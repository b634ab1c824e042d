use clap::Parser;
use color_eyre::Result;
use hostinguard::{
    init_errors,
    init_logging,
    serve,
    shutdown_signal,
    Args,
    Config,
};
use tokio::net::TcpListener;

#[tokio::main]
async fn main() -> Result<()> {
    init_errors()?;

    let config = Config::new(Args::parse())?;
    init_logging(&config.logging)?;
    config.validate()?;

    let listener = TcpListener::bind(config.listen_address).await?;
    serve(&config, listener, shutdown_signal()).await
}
________________________
What to work on> Please write out the material word for word from its first line through the line holding "config.validate()?;", including both, and no line past it.

Finished task>
repository b634ab1c824e042d
use clap::Parser;
use color_eyre::Result;
use hostinguard::{
    init_errors,
    init_logging,
    serve,
    shutdown_signal,
    Args,
    Config,
};
use tokio::net::TcpListener;

#[tokio::main]
async fn main() -> Result<()> {
    init_errors()?;

    let config = Config::new(Args::parse())?;
    init_logging(&config.logging)?;
    config.validate()?;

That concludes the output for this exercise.